#### [Exercise description]
Beginning with the line that contains "pub fn sewing(&self)" in the material below, print each line exactly until the line that contains "pub fn to_criteria(&self, mode: CategoryMode)" has been printed, then stop.

#### [Records provided]
//! Auction view - category selector, detail filter, and listing details
//!
//! The applied criteria are shown as JSON next to the bundled sample
//! listings; there is no search backend behind this view.

use dioxus::prelude::*;
use mabiauction_domain::{Category, FilterCriteria};

use crate::infrastructure::sample_listings::sample_listings;
use crate::presentation::components::auction::{DetailFilter, ItemOptionsPane};
use crate::presentation::components::common::FormField;
use crate::presentation::helpers::criteria_preview;
use crate::ShellKind;

#[component]
pub fn AuctionView() -> Element {
    let shell = use_context::<ShellKind>();
    let mut selected_category: Signal<Option<Category>> = use_signal(|| None);
    let mut applied: Signal<Option<FilterCriteria>> = use_signal(|| None);

    // Parsed once per mount; the error is kept as text so the hook value stays Clone.
    let listings = use_hook(|| {
        sample_listings().map_err(|e| {
            tracing::error!(error = %e, "Failed to load sample listings");
            e.to_string()
        })
    });

    let on_filter_change = use_callback(move |criteria: FilterCriteria| {
        tracing::info!(criteria = criteria.len(), "Detail filter applied");
        applied.set(Some(criteria));
    });

    let applied_text = applied
        .read()
        .as_ref()
        .map(criteria_preview)
        .unwrap_or_else(|| "적용된 필터가 없습니다.".to_string());

    let is_mobile = shell.is_mobile();
    let layout_class = if is_mobile {
        "flex flex-col gap-6 p-4"
    } else {
        "flex gap-6 p-4"
    };
    let filter_column_class = if is_mobile { "w-full" } else { "w-1/3" };

    rsx! {
        div { class: "{layout_class}",
            div { class: "{filter_column_class} overflow-y-auto",
                FormField {
                    label: "카테고리",
                    select {
                        class: "border border-slate-300 rounded px-2 py-1 w-full mb-4",
                        onchange: move |e| {
                            let category = Category::find(&e.value());
                            tracing::debug!(category = ?category.as_ref().map(|c| &c.label), "Category selected");
                            selected_category.set(category);
                        },
                        option { value: "", "전체" }
                        for category in Category::catalog() {
                            option { key: "{category.id}", value: "{category.id}", "{category.label}" }
                        }
                    }
                }

                DetailFilter {
                    selected_category: selected_category.read().clone(),
                    on_filter_change: Some(on_filter_change),
                }
            }

            div { class: "flex-1",
                h3 { class: "font-bold mb-2", "적용된 필터" }
                pre { class: "bg-slate-100 p-4 rounded whitespace-pre", "{applied_text}" }

                {
                    match &listings {
                        Ok(items) => rsx! {
                            for (idx, item) in items.iter().enumerate() {
                                div { key: "{idx}", class: "mt-4",
                                    if is_mobile {
                                        h2 { class: "text-lg font-bold mb-2", "{item.item_display_name}" }
                                    }
                                    ItemOptionsPane { item: item.clone(), is_mobile }
                                }
                            }
                        },
                        Err(message) => rsx! {
                            p { class: "mt-4", "{message}" }
                        },
                    }
                }
            }
        }
    }
}
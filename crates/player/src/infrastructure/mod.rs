pub mod sample_listings;

pub use sample_listings::{parse_listings, sample_listings, ListingLoadError};
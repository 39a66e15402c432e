//! Detail filter form state
//!
//! One structured record holding every local field of the detail filter.
//! The form never clears itself: values survive category-mode switches and
//! apply calls, and [`DetailFilterForm::to_criteria`] decides per mode which
//! of them are emitted.

use std::collections::BTreeMap;

use super::color::{ColorChannel, ColorSlot, ColorTriplet};
use super::criteria::{CriteriaKey, FilterCriteria};
use super::numeric::parse_digits;
use super::schema::{self, TEXT_FIELDS};
use super::sewing::SewingOptions;
use super::special_upgrade::{SpecialUpgradeDraft, UpgradeKind};
use crate::category::{Category, CategoryMode};
use crate::error::DomainError;

#[derive(Debug, Clone, Default, PartialEq, Eq)]
pub struct DetailFilterForm {
    /// Filled-in stat values; an absent key is an empty input.
    numbers: BTreeMap<CriteriaKey, u64>,
    texts: BTreeMap<CriteriaKey, String>,
    upgrade: SpecialUpgradeDraft,
    colors: [ColorTriplet; 6],
    sewing: SewingOptions,
}

impl DetailFilterForm {
    pub fn new() -> Self {
        Self::default()
    }

    // =========================================================================
    // Stat rows
    // =========================================================================

    /// Store the input text of a stat field. Empty text clears the field.
    pub fn set_number(&mut self, key: CriteriaKey, text: &str) -> Result<(), DomainError> {
        if schema::row_for(key).is_none() {
            return Err(DomainError::validation(format!(
                "{} is not a stat field",
                key
            )));
        }
        match parse_digits(text) {
            Some(value) => self.numbers.insert(key, value),
            None => self.numbers.remove(&key),
        };
        Ok(())
    }

    pub fn number(&self, key: CriteriaKey) -> Option<u64> {
        self.numbers.get(&key).copied()
    }

    /// Input text for a stat field (`""` when empty).
    pub fn number_text(&self, key: CriteriaKey) -> String {
        self.number(key).map(|n| n.to_string()).unwrap_or_default()
    }

    // =========================================================================
    // Free text
    // =========================================================================

    pub fn set_text(&mut self, key: CriteriaKey, text: &str) -> Result<(), DomainError> {
        if !schema::is_text_field(key) {
            return Err(DomainError::validation(format!(
                "{} is not a text field",
                key
            )));
        }
        self.texts.insert(key, text.to_string());
        Ok(())
    }

    pub fn text(&self, key: CriteriaKey) -> &str {
        self.texts.get(&key).map(String::as_str).unwrap_or_default()
    }

    // =========================================================================
    // Special upgrade
    // =========================================================================

    pub fn upgrade(&self) -> &SpecialUpgradeDraft {
        &self.upgrade
    }

    pub fn set_upgrade_kind(&mut self, kind: UpgradeKind) {
        self.upgrade.select(kind);
    }

    pub fn set_upgrade_level(&mut self, kind: UpgradeKind, text: &str) {
        self.upgrade.set_level(kind, parse_digits(text));
    }

    pub fn upgrade_level_text(&self, kind: UpgradeKind) -> String {
        self.upgrade
            .level(kind)
            .map(|n| n.to_string())
            .unwrap_or_default()
    }

    // =========================================================================
    // Colors
    // =========================================================================

    pub fn color(&self, slot: ColorSlot) -> &ColorTriplet {
        &self.colors[slot.index()]
    }

    pub fn set_color(&mut self, slot: ColorSlot, channel: ColorChannel, text: &str) {
        self.colors[slot.index()].set(channel, text);
    }

    // =========================================================================
    // Sewing options
    // =========================================================================

    pub fn sewing(&self) -> &SewingOptions {
        &self.sewing
    }

    pub fn sewing_mut(&mut self) -> &mut SewingOptions {
        &mut self.sewing
    }

    // =========================================================================
    // Emission
    // =========================================================================

    /// Compact the populated fields visible in `mode` into a sparse record.
    pub fn to_criteria(&self, mode: CategoryMode) -> FilterCriteria {
        let mut criteria = FilterCriteria::new();

        for key in schema::visible_keys(mode) {
            if let Some(value) = self.number(key) {
                criteria.insert_number(key, value);
            }
        }

        for key in TEXT_FIELDS {
            let text = self.text(key);
            if !is_blank(text) {
                criteria.insert_text(key, text);
            }
        }

        if let Some(upgrade) = self.upgrade.selected() {
            criteria.insert_number(upgrade.criteria_key(), upgrade.level());
        }

        for slot in ColorSlot::ALL {
            let triplet = self.color(slot);
            for channel in ColorChannel::ALL {
                if let Some(value) = triplet.value(channel) {
                    criteria.insert_numbers(CriteriaKey::color(slot, channel), vec![value]);
                }
            }
        }

        for (index, option) in self.sewing.iter().enumerate() {
            if is_blank(option) {
                continue;
            }
            if let Some(key) = CriteriaKey::sewing_option(index) {
                criteria.insert_text(key, option);
            }
        }

        criteria
    }

    /// Build the record for the selected category and hand it to `listener`.
    ///
    /// Returns whether a listener received it. Local state is left untouched.
    pub fn apply<L>(&self, category: Option<&Category>, listener: Option<L>) -> bool
    where
        L: FnOnce(FilterCriteria),
    {
        let Some(listener) = listener else {
            return false;
        };
        listener(self.to_criteria(CategoryMode::of(category)));
        true
    }
}

fn is_blank(text: &str) -> bool {
    text.trim().is_empty()
}
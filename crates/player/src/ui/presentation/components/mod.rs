//! Reusable Dioxus components.

pub mod auction;
pub mod common;
//! Unified error types for the domain layer
//!
//! Filter-form mutations report invariant violations through [`DomainError`]
//! so the presentation layer can log and ignore them instead of panicking.

use thiserror::Error;

/// Unified error type for domain operations
#[derive(Debug, Error, Clone, PartialEq, Eq)]
pub enum DomainError {
    /// Validation failed (e.g., a key used with the wrong kind of field)
    #[error("Validation failed: {0}")]
    Validation(String),

    /// Business rule violation
    #[error("Constraint violation: {0}")]
    Constraint(String),

    /// Parse error (for value objects)
    #[error("Parse error: {0}")]
    Parse(String),

    /// Bounded collection is at capacity
    #[error("Container full: {current}/{max} items")]
    ContainerFull { current: usize, max: usize },
}

impl DomainError {
    /// Creates a validation error for misuse of a form field.
    ///
    /// # Example
    /// ```ignore
    /// if !key.is_text() {
    ///     return Err(DomainError::validation(format!("{key} is not a text field")));
    /// }
    /// ```
    pub fn validation(msg: impl Into<String>) -> Self {
        Self::Validation(msg.into())
    }

    /// Create a constraint violation error
    pub fn constraint(msg: impl Into<String>) -> Self {
        Self::Constraint(msg.into())
    }

    /// Creates a parse error for string-to-type conversion failures.
    ///
    /// Used by the `FromStr` implementations of the filter vocabulary
    /// (upgrade kinds, color slots, criteria keys).
    pub fn parse(msg: impl Into<String>) -> Self {
        Self::Parse(msg.into())
    }

    /// Create a container full error
    pub fn container_full(current: usize, max: usize) -> Self {
        Self::ContainerFull { current, max }
    }
}
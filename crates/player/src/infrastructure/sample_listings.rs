//! Bundled sample listings for the auction view.

use mabiauction_domain::AuctionItem;
use thiserror::Error;

const SAMPLE_LISTINGS_JSON: &str = include_str!("../../assets/sample_listings.json");

#[derive(Debug, Error)]
pub enum ListingLoadError {
    #[error("Failed to parse listings: {0}")]
    Parse(#[from] serde_json::Error),
}

/// Listings shipped with the player binary.
pub fn sample_listings() -> Result<Vec<AuctionItem>, ListingLoadError> {
    parse_listings(SAMPLE_LISTINGS_JSON)
}

/// Parse a JSON array of marketplace listings.
pub fn parse_listings(json: &str) -> Result<Vec<AuctionItem>, ListingLoadError> {
    Ok(serde_json::from_str(json)?)
}
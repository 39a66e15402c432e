//! Pure presentation helpers (no Dioxus dependency).

pub mod display_format;

pub use display_format::{criteria_preview, format_expiry, format_expiry_in, format_gold};
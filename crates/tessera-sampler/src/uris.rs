//! URIs the sampler speaks, resolved once against a [`UridMap`].

use tessera_atom::{AtomTypes, AtomView, Forge, ObjectRef, Urid, UridMap, Written};

/// Property holding the sample path, in messages and in saved state.
pub const FILE: &str = "urn:tessera:sampler#file";
pub const APPLY_SAMPLE: &str = "urn:tessera:sampler#applySample";
pub const FREE_SAMPLE: &str = "urn:tessera:sampler#freeSample";

pub const MIDI_EVENT: &str = "http://lv2plug.in/ns/ext/midi#MidiEvent";
pub const MSG_SET: &str = "http://lv2plug.in/ns/ext/message#Set";

#[derive(Clone, Copy, Debug, PartialEq, Eq)]
pub struct SamplerUris {
    pub atom: AtomTypes,
    pub midi_event: Urid,
    pub msg_set: Urid,
    pub file: Urid,
    pub apply_sample: Urid,
    pub free_sample: Urid,
}

impl SamplerUris {
    pub fn new<M: UridMap + ?Sized>(map: &M) -> Self {
        Self {
            atom: AtomTypes::new(map),
            midi_event: map.map(MIDI_EVENT),
            msg_set: map.map(MSG_SET),
            file: map.map(FILE),
            apply_sample: map.map(APPLY_SAMPLE),
            free_sample: map.map(FREE_SAMPLE),
        }
    }

    #[inline]
    pub fn is_set_message(&self, object: &ObjectRef<'_>) -> bool {
        object.otype() == self.msg_set
    }

    /// Path carried by the `file` property of a set message.
    ///
    /// Only a Path atom with UTF-8 text counts.
    pub fn file_path<'a>(&self, object: &ObjectRef<'a>) -> Option<&'a str> {
        let mut file = None;
        object.query(&mut [(self.file, &mut file)]);
        match file?.view(&self.atom) {
            AtomView::Path(text) => text.to_str(),
            _ => None,
        }
    }

    /// Forge `[ a msg:Set ; file <path> ]`.
    pub fn write_set_file(&self, forge: &mut Forge<'_>, path: &str) -> tessera_atom::Result<Written> {
        let frame = forge.blank(Urid::NONE, self.msg_set)?;
        let body = forge
            .property_head(self.file, Urid::NONE)
            .and_then(|()| forge.path(path).map(drop));
        let popped = forge.pop(frame);
        body.and(popped)
    }
}
//! Incremental atom writer over a caller-supplied buffer.
//!
//! The forge appends atoms at a cursor. Containers are opened with a size of
//! zero and patched when their [`Frame`] is popped, so a reader never sees a
//! container whose size covers unfinished children.
//!
//! Writes are all-or-nothing: an atom is written only if all of it, padding
//! included, fits. The first failed write marks the forge overflowed, and
//! every later write and pop fails until [`Forge::set_buffer`]. A message cut
//! short is therefore abandoned as a whole.
//!
//! ```
//! use tessera_atom::{AtomTypes, Forge, UriMap};
//!
//! let map = UriMap::new();
//! let types = AtomTypes::new(&map);
//! let mut buf = [0u8; 256];
//! let mut forge = Forge::new(types, &mut buf);
//!
//! let tuple = forge.tuple().unwrap();
//! forge.int(1).unwrap();
//! forge.string("two").unwrap();
//! forge.pop(tuple).unwrap();
//! ```

use crate::error::{ForgeError, Result};
use crate::layout::{pad_size, write_u32, AtomHeader, HEADER_SIZE, VECTOR_HEAD_SIZE};
use crate::types::AtomTypes;
use crate::urid::Urid;
use crate::view::{AtomRef, ScalarValue};
use smallvec::SmallVec;

/// Location of an atom written by a [`Forge`].
#[derive(Clone, Copy, Debug, PartialEq, Eq)]
pub struct Written {
    offset: usize,
}

impl Written {
    #[inline]
    pub fn offset(&self) -> usize {
        self.offset
    }
}

/// An open container. Hand it back to [`Forge::pop`] to close it.
#[must_use = "an open frame must be popped to finalize the container size"]
#[derive(Debug, PartialEq, Eq)]
pub struct Frame {
    offset: usize,
}

impl Frame {
    #[inline]
    pub fn offset(&self) -> usize {
        self.offset
    }
}

/// Atom serializer over a fixed buffer.
pub struct Forge<'buf> {
    buf: &'buf mut [u8],
    offset: usize,
    frames: SmallVec<[usize; 8]>,
    overflowed: bool,
    types: AtomTypes,
}

impl<'buf> Forge<'buf> {
    pub fn new(types: AtomTypes, buf: &'buf mut [u8]) -> Self {
        Self {
            buf,
            offset: 0,
            frames: SmallVec::new(),
            overflowed: false,
            types,
        }
    }

    /// Start over on a new buffer. Clears frames and the overflow flag.
    pub fn set_buffer(&mut self, buf: &'buf mut [u8]) {
        self.buf = buf;
        self.offset = 0;
        self.frames.clear();
        self.overflowed = false;
    }

    #[inline]
    pub fn types(&self) -> &AtomTypes {
        &self.types
    }

    /// Bytes written so far.
    #[inline]
    pub fn offset(&self) -> usize {
        self.offset
    }

    #[inline]
    pub fn capacity(&self) -> usize {
        self.buf.len()
    }

    #[inline]
    pub fn remaining(&self) -> usize {
        self.buf.len() - self.offset
    }

    #[inline]
    pub fn is_overflowed(&self) -> bool {
        self.overflowed
    }

    /// Number of open containers.
    #[inline]
    pub fn depth(&self) -> usize {
        self.frames.len()
    }

    #[inline]
    pub fn written(&self) -> &[u8] {
        &self.buf[..self.offset]
    }

    /// View an atom this forge wrote. Open containers read as their
    /// placeholder size of zero.
    pub fn atom(&self, at: Written) -> Option<AtomRef<'_>> {
        AtomRef::from_bytes(self.buf.get(at.offset..self.offset)?)
    }

    /// Claim `len` bytes (padded) at the cursor, or mark the forge overflowed.
    fn reserve(&mut self, len: usize) -> Result<usize> {
        let padded = pad_size(len);
        if self.overflowed || padded > self.remaining() {
            self.overflowed = true;
            return Err(ForgeError::Overflow {
                needed: padded,
                remaining: self.remaining(),
            });
        }
        let start = self.offset;
        self.buf[start + len..start + padded].fill(0);
        self.offset += padded;
        Ok(start)
    }

    /// Append raw, already-laid-out bytes, padded to 4.
    pub fn write_raw(&mut self, bytes: &[u8]) -> Result<usize> {
        let start = self.reserve(bytes.len())?;
        self.buf[start..start + bytes.len()].copy_from_slice(bytes);
        Ok(start)
    }

    /// Append one atom whose body is the concatenation of `parts`.
    fn write_parts(&mut self, type_: Urid, parts: &[&[u8]]) -> Result<Written> {
        let size: usize = parts.iter().map(|part| part.len()).sum();
        let start = self.reserve(HEADER_SIZE + size)?;
        AtomHeader::new(type_, size as u32).write(&mut self.buf[start..]);
        let mut cursor = start + HEADER_SIZE;
        for part in parts {
            self.buf[cursor..cursor + part.len()].copy_from_slice(part);
            cursor += part.len();
        }
        Ok(Written { offset: start })
    }

    /// Append an atom of any type with the given body.
    pub fn atom_with(&mut self, type_: Urid, body: &[u8]) -> Result<Written> {
        self.write_parts(type_, &[body])
    }

    /// Append a fixed-size scalar of type `T`.
    pub fn scalar<T: ScalarValue>(&mut self, value: T) -> Result<Written> {
        let mut raw = [0u8; 8];
        value.write_ne(&mut raw);
        self.write_parts(T::atom_type(&self.types), &[&raw[..T::SIZE]])
    }

    pub fn int(&mut self, value: i32) -> Result<Written> {
        self.scalar(value)
    }

    pub fn long(&mut self, value: i64) -> Result<Written> {
        self.scalar(value)
    }

    pub fn float(&mut self, value: f32) -> Result<Written> {
        self.scalar(value)
    }

    pub fn double(&mut self, value: f64) -> Result<Written> {
        self.scalar(value)
    }

    /// Stored as an Int-sized 0 or 1.
    pub fn bool(&mut self, value: bool) -> Result<Written> {
        let raw = i32::from(value).to_ne_bytes();
        self.write_parts(self.types.bool, &[&raw])
    }

    pub fn urid(&mut self, id: Urid) -> Result<Written> {
        let raw = id.get().to_ne_bytes();
        self.write_parts(self.types.urid, &[&raw])
    }

    /// Append `bytes` plus a zero terminator as an atom of `type_`.
    pub fn string_like(&mut self, type_: Urid, bytes: &[u8]) -> Result<Written> {
        self.write_parts(type_, &[bytes, &[0]])
    }

    pub fn string(&mut self, text: &str) -> Result<Written> {
        self.string_like(self.types.string, text.as_bytes())
    }

    pub fn uri(&mut self, uri: &str) -> Result<Written> {
        self.string_like(self.types.uri, uri.as_bytes())
    }

    pub fn path(&mut self, path: &str) -> Result<Written> {
        self.string_like(self.types.path, path.as_bytes())
    }

    /// Text tagged with a datatype and a language (either may be `Urid::NONE`).
    pub fn literal(&mut self, text: &str, datatype: Urid, lang: Urid) -> Result<Written> {
        let datatype = datatype.get().to_ne_bytes();
        let lang = lang.get().to_ne_bytes();
        self.write_parts(
            self.types.literal,
            &[&datatype, &lang, text.as_bytes(), &[0]],
        )
    }

    /// Append a vector of raw elements. The element count is
    /// `data.len() / element_size`.
    pub fn vector(&mut self, element_type: Urid, element_size: u32, data: &[u8]) -> Result<Written> {
        debug_assert!(
            element_size == 0 || data.len() % element_size as usize == 0,
            "vector data is not a whole number of elements"
        );
        let element_type = element_type.get().to_ne_bytes();
        let element_size = element_size.to_ne_bytes();
        self.write_parts(self.types.vector, &[&element_type, &element_size, data])
    }

    /// Append a vector of scalars.
    pub fn vector_of<T: ScalarValue>(&mut self, elements: &[T]) -> Result<Written> {
        let head_type = T::atom_type(&self.types).get().to_ne_bytes();
        let head_size = (T::SIZE as u32).to_ne_bytes();
        let size = VECTOR_HEAD_SIZE + elements.len() * T::SIZE;
        let start = self.reserve(HEADER_SIZE + size)?;
        AtomHeader::new(self.types.vector, size as u32).write(&mut self.buf[start..]);
        let body = start + HEADER_SIZE;
        self.buf[body..body + 4].copy_from_slice(&head_type);
        self.buf[body + 4..body + 8].copy_from_slice(&head_size);
        for (i, element) in elements.iter().enumerate() {
            let at = body + VECTOR_HEAD_SIZE + i * T::SIZE;
            element.write_ne(&mut self.buf[at..at + T::SIZE]);
        }
        Ok(Written { offset: start })
    }

    /// Open a container of `type_` whose body starts with `head`.
    pub fn push(&mut self, type_: Urid, head: &[u8]) -> Result<Frame> {
        let Written { offset } = self.write_parts(type_, &[head])?;
        write_u32(&mut self.buf[..], offset + 4, 0);
        self.frames.push(offset);
        Ok(Frame { offset })
    }

    pub fn tuple(&mut self) -> Result<Frame> {
        self.push(self.types.tuple, &[])
    }

    /// Open an object. `id` is `Urid::NONE` for a blank object.
    pub fn object(&mut self, id: Urid, otype: Urid) -> Result<Frame> {
        self.push_object(self.types.object, id, otype)
    }

    pub fn resource(&mut self, id: Urid, otype: Urid) -> Result<Frame> {
        self.push_object(self.types.resource, id, otype)
    }

    pub fn blank(&mut self, id: Urid, otype: Urid) -> Result<Frame> {
        self.push_object(self.types.blank, id, otype)
    }

    fn push_object(&mut self, type_: Urid, id: Urid, otype: Urid) -> Result<Frame> {
        let mut head = [0u8; 8];
        write_u32(&mut head, 0, id.get());
        write_u32(&mut head, 4, otype.get());
        self.push(type_, &head)
    }

    /// Open a sequence whose event stamps are in `unit` (`Urid::NONE` for frames).
    pub fn sequence_head(&mut self, unit: Urid) -> Result<Frame> {
        let mut head = [0u8; 8];
        write_u32(&mut head, 0, unit.get());
        self.push(self.types.sequence, &head)
    }

    /// Close the innermost container and patch its size.
    ///
    /// Frames must be popped in the reverse order they were pushed.
    pub fn pop(&mut self, frame: Frame) -> Result<Written> {
        debug_assert_eq!(
            self.frames.last(),
            Some(&frame.offset),
            "forge frames must be popped in LIFO order"
        );
        self.frames.pop();

        if self.overflowed {
            return Err(ForgeError::Overflow {
                needed: 0,
                remaining: self.remaining(),
            });
        }

        let size = self.offset - (frame.offset + HEADER_SIZE);
        write_u32(&mut self.buf[..], frame.offset + 4, size as u32);
        Ok(Written {
            offset: frame.offset,
        })
    }

    /// Key and context of an object property. Exactly one value atom must follow.
    pub fn property_head(&mut self, key: Urid, context: Urid) -> Result<()> {
        let mut head = [0u8; 8];
        write_u32(&mut head, 0, key.get());
        write_u32(&mut head, 4, context.get());
        self.write_raw(&head).map(|_| ())
    }

    /// Time stamp of the next event in an open sequence. Exactly one body
    /// atom must follow.
    pub fn frame_time(&mut self, frames: u32, subframes: u32) -> Result<()> {
        let mut head = [0u8; 8];
        write_u32(&mut head, 0, frames);
        write_u32(&mut head, 4, subframes);
        self.write_raw(&head).map(|_| ())
    }
}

#### [Result below]
    pub fn sewing(&self) -> &SewingOptions {
        &self.sewing
    }

    pub fn sewing_mut(&mut self) -> &mut SewingOptions {
        &mut self.sewing
    }

    // =========================================================================
    // Emission
    // =========================================================================

    /// Compact the populated fields visible in `mode` into a sparse record.
    pub fn to_criteria(&self, mode: CategoryMode) -> FilterCriteria {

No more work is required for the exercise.